▶ [Required work]: Type again, exactly, the lines below from the start through the line that includes "use crate::reconcile::Reward;".

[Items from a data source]
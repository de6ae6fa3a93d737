//! Events published to UI and notification collaborators.
//!
//! Delivery is fire-and-forget: a sink with no listener simply drops events,
//! and a failing sink never affects the operation that produced the event.

use std::sync::mpsc::Sender;
use std::sync::Mutex;

use serde::Serialize;

use crate::reconcile::Reward;
use crate::session::SessionResult;
use crate::types::{BreakState, SessionState};

#[derive(Debug, Clone, PartialEq, Serialize)]
#[serde(tag = "type", rename_all = "SCREAMING_SNAKE_CASE")]
pub enum FocusEvent {
    #[serde(rename_all = "camelCase")]
    SessionStarted { session: SessionState },
    #[serde(rename_all = "camelCase")]
    SessionEnded {
        result: SessionResult,
        reward: Reward,
        leveled_up: bool,
        boss_defeated: bool,
        retroactive: bool,
        delay_minutes: u64,
    },
    #[serde(rename_all = "camelCase")]
    SessionPaused { session: SessionState },
    #[serde(rename_all = "camelCase")]
    SessionResumed {
        idle_seconds_added: u64,
        session: SessionState,
    },
    #[serde(rename_all = "camelCase")]
    SessionCompromised { reason: String },
    #[serde(rename_all = "camelCase")]
    SessionAbandoned { active_seconds: u64 },
    #[serde(rename_all = "camelCase")]
    BreakStarted {
        break_state: BreakState,
        remaining_seconds: u64,
    },
    #[serde(rename_all = "camelCase")]
    BreakEnded {
        retroactive: bool,
        delay_minutes: u64,
        skipped: bool,
        preempted: bool,
    },
    #[serde(rename_all = "camelCase")]
    IdleUnitsCollected {
        units: u64,
        currency_gained: u64,
        accumulated_units: u64,
    },
    #[serde(rename_all = "camelCase")]
    StorageFailed { operation: String, message: String },
    #[serde(rename_all = "camelCase")]
    StateReset { reason: String, backup_saved: bool },
}

impl FocusEvent {
    pub fn name(&self) -> &'static str {
        match self {
            FocusEvent::SessionStarted { .. } => "SESSION_STARTED",
            FocusEvent::SessionEnded { .. } => "SESSION_ENDED",
            FocusEvent::SessionPaused { .. } => "SESSION_PAUSED",
            FocusEvent::SessionResumed { .. } => "SESSION_RESUMED",
            FocusEvent::SessionCompromised { .. } => "SESSION_COMPROMISED",
            FocusEvent::SessionAbandoned { .. } => "SESSION_ABANDONED",
            FocusEvent::BreakStarted { .. } => "BREAK_STARTED",
            FocusEvent::BreakEnded { .. } => "BREAK_ENDED",
            FocusEvent::IdleUnitsCollected { .. } => "IDLE_UNITS_COLLECTED",
            FocusEvent::StorageFailed { .. } => "STORAGE_FAILED",
            FocusEvent::StateReset { .. } => "STATE_RESET",
        }
    }
}

pub trait EventSink: Send + Sync {
    fn emit(&self, event: FocusEvent);
}

/// Discards everything.
#[derive(Debug, Default, Clone, Copy)]
pub struct NullSink;

impl EventSink for NullSink {
    fn emit(&self, _event: FocusEvent) {}
}

/// Logs each event at info level.
#[derive(Debug, Default, Clone, Copy)]
pub struct LogSink;

impl EventSink for LogSink {
    fn emit(&self, event: FocusEvent) {
        match serde_json::to_string(&event) {
            Ok(payload) => tracing::info!(event = event.name(), payload = %payload, "Focus event"),
            Err(_) => tracing::info!(event = event.name(), "Focus event"),
        }
    }
}

/// Forwards events into an mpsc channel; a dropped receiver is ignored.
#[derive(Debug)]
pub struct ChannelSink {
    sender: Mutex<Sender<FocusEvent>>,
}

impl ChannelSink {
    pub fn new(sender: Sender<FocusEvent>) -> Self {
        Self {
            sender: Mutex::new(sender),
        }
    }
}

impl EventSink for ChannelSink {
    fn emit(&self, event: FocusEvent) {
        if let Ok(sender) = self.sender.lock() {
            let _ = sender.send(event);
        }
    }
}

/// Collects events in memory.
#[derive(Debug, Default)]
pub struct MemorySink {
    events: Mutex<Vec<FocusEvent>>,
}

impl MemorySink {
    pub fn new() -> Self {
        Self::default()
    }

    pub fn events(&self) -> Vec<FocusEvent> {
        self.events
            .lock()
            .map(|events| events.clone())
            .unwrap_or_default()
    }

    pub fn names(&self) -> Vec<&'static str> {
        self.events().iter().map(FocusEvent::name).collect()
    }

    pub fn take(&self) -> Vec<FocusEvent> {
        self.events
            .lock()
            .map(|mut events| std::mem::take(&mut *events))
            .unwrap_or_default()
    }
}

impl EventSink for MemorySink {
    fn emit(&self, event: FocusEvent) {
        if let Ok(mut events) = self.events.lock() {
            events.push(event);
        }
    }
}

#[cfg(test)]
mod tests {
    use super::*;
    use std::sync::mpsc;

    #[test]
    fn events_serialize_with_screaming_tag() {
        let event = FocusEvent::BreakEnded {
            retroactive: true,
            delay_minutes: 2,
            skipped: false,
            preempted: false,
        };
        let value = serde_json::to_value(&event).unwrap();
        assert_eq!(value["type"], "BREAK_ENDED");
        assert_eq!(value["delayMinutes"], 2);
        assert_eq!(event.name(), "BREAK_ENDED");
    }

    #[test]
    fn channel_sink_survives_dropped_receiver() {
        let (tx, rx) = mpsc::channel();
        let sink = ChannelSink::new(tx);
        sink.emit(FocusEvent::SessionCompromised {
            reason: "blocked site".to_string(),
        });
        assert_eq!(rx.recv().unwrap().name(), "SESSION_COMPROMISED");
        drop(rx);
        sink.emit(FocusEvent::SessionCompromised {
            reason: "again".to_string(),
        });
    }

    #[test]
    fn memory_sink_take_drains() {
        let sink = MemorySink::new();
        sink.emit(FocusEvent::StorageFailed {
            operation: "save".to_string(),
            message: "disk full".to_string(),
        });
        assert_eq!(sink.names(), vec!["STORAGE_FAILED"]);
        assert_eq!(sink.take().len(), 1);
        assert!(sink.events().is_empty());
    }
}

▶ [Expected answer]:
repository de6ae6fa3a93d737
//! Events published to UI and notification collaborators.
//!
//! Delivery is fire-and-forget: a sink with no listener simply drops events,
//! and a failing sink never affects the operation that produced the event.

use std::sync::mpsc::Sender;
use std::sync::Mutex;

use serde::Serialize;

use crate::reconcile::Reward;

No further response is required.